Theatre: As The BBG herself pointed out, late November is perhaps a little too early to get the full benefit of a Christmas show. Still, there we were at A Christmas Carol (ish). Written by and starring Nick Mohammed as his Mr Swallow character, it's a retelling of Dickens with all the names changed to avoid having to pay royalties, meaning that it's become the story of Santa choosing to cancel Christmas and being shown the error of his ways by two, three or four ghosts, depending on how you count them.
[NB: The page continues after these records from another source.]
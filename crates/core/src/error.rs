//! Error types for docchat.
//!
//! This module defines a unified error enum that covers all error categories
//! in the application: configuration, I/O, completion service, retrieval,
//! prompt rendering and conversation handling.

use thiserror::Error;

/// Unified error type for docchat.
///
/// All fallible functions return `Result<T, AppError>`.
/// Downstream failures are mapped into a variant and propagated, never retried.
#[derive(Error, Debug)]
pub enum AppError {
    /// Configuration-related errors
    #[error("Configuration error: {0}")]
    Config(String),

    /// I/O and filesystem errors
    #[error("I/O error: {0}")]
    Io(#[from] std::io::Error),

    /// Completion service errors
    #[error("LLM error: {0}")]
    Llm(String),

    /// Corpus, embedding and similarity search errors
    #[error("Retrieval error: {0}")]
    Retrieval(String),

    /// Prompt system errors
    #[error("Prompt error: {0}")]
    Prompt(String),

    /// Conversation loop errors (invalid input, bad actions)
    #[error("Chat error: {0}")]
    Chat(String),

    /// Serialization/deserialization errors
    #[error("Serialization error: {0}")]
    Serialization(String),

    /// Generic errors
    #[error("{0}")]
    Other(String),
}

impl From<serde_json::Error> for AppError {
    fn from(err: serde_json::Error) -> Self {
        AppError::Serialization(err.to_string())
    }
}

impl From<serde_yaml::Error> for AppError {
    fn from(err: serde_yaml::Error) -> Self {
        AppError::Serialization(err.to_string())
    }
}

/// Convenience type alias for Results with AppError.
pub type AppResult<T> = Result<T, AppError>;

#[cfg(test)]
mod tests {
    use super::*;

    #[test]
    fn test_error_display() {
        let err = AppError::Retrieval("index missing".to_string());
        assert_eq!(err.to_string(), "Retrieval error: index missing");
    }

    #[test]
    fn test_from_serde_json() {
        let parse: Result<serde_json::Value, _> = serde_json::from_str("{not json");
        let err: AppError = parse.unwrap_err().into();
        assert!(matches!(err, AppError::Serialization(_)));
    }
}
//! Logging infrastructure for docchat.
//!
//! All logs are emitted to stderr to keep stdout clean for answers and JSON output.

use tracing_subscriber::{fmt, layer::SubscriberExt, util::SubscriberInitExt, EnvFilter};

use crate::error::{AppError, AppResult};

/// Initialize the tracing subscriber with stderr output.
///
/// The filter comes from `log_level` when given, otherwise from `RUST_LOG`,
/// falling back to `info`.
///
/// # Example
/// ```no_run
/// use docchat_core::logging::init_logging;
///
/// init_logging(None, false).expect("Failed to initialize logging");
/// ```
pub fn init_logging(log_level: Option<&str>, no_color: bool) -> AppResult<()> {
    let env_filter = build_filter(log_level)?;

    let fmt_layer = fmt::layer()
        .with_writer(std::io::stderr)
        .with_target(true)
        .with_level(true)
        .with_ansi(!no_color && supports_color());

    tracing_subscriber::registry()
        .with(env_filter)
        .with(fmt_layer)
        .try_init()
        .map_err(|e| AppError::Config(format!("Failed to init logging: {}", e)))?;

    Ok(())
}

fn build_filter(log_level: Option<&str>) -> AppResult<EnvFilter> {
    let default_level = std::env::var("RUST_LOG").unwrap_or_else(|_| "info".to_string());
    let filter_str = log_level.unwrap_or(&default_level);

    EnvFilter::try_new(filter_str)
        .map_err(|e| AppError::Config(format!("Invalid log filter: {}", e)))
}

fn supports_color() -> bool {
    std::env::var("NO_COLOR").is_err()
}
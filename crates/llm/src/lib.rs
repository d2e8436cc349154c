//! Completion client crate for docchat.
//!
//! This crate provides a provider-agnostic abstraction over hosted LLM
//! completion services. A completion is a single `(model, prompt) -> text`
//! call: no streaming, no retries, no client-side timeout.
//!
//! # Providers
//! - **Ollama**: local LLM runtime (default)
//! - **OpenAI-compatible**: any `/v1/chat/completions` endpoint
//!
//! # Example
//! ```no_run
//! use docchat_llm::{LlmClient, LlmRequest, ModelName, providers::OllamaClient};
//!
//! # async fn example() -> Result<(), Box<dyn std::error::Error>> {
//! let client = OllamaClient::new();
//! let request = LlmRequest::new("Hello, world!", ModelName::Mistral7b.as_str());
//! let response = client.complete(&request).await?;
//! println!("{}", response.content);
//! # Ok(())
//! # }
//! ```

pub mod client;
pub mod factory;
pub mod providers;
pub mod types;

// Re-export main types
pub use client::{LlmClient, LlmRequest, LlmResponse, LlmUsage};
pub use factory::create_client;
pub use providers::{OllamaClient, OpenAiCompatClient};
pub use types::{ModelName, ProviderType, UnknownModel};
It's packed with daft jokes aimed at the sort of people who pretend they're too cool for panto, is energetically performed by the cast of four, and climaxes with what might be the most extraordinary thing you'll see in a theatre this year. (For the record, our performance was halted for ten minutes or so in the middle of act two because of technical difficulties: it turns out that it could have been much worse.) Meanwhile, up in Manchester, the Royal Exchange is celebrating the festive season with Spend Spend Spend, the revival of a 1990s musical about the life of spendthrift pools winner Viv Nicholson. It seems that modern audiences have to not only have Nicholson explained to them, but also the concept of the pools. Presented as a tribute to its late composer Steve Brown, the tunes aren't really things you come away humming, apart from the title song. But his melodies give the story an ingenious structure, as every song Viv sings on her way up to fame and fortune is mirrored by a sadder reprise of the same song on her way down. It's not what you'd necessarily think of as a Christmas show, but it does the job very nicely.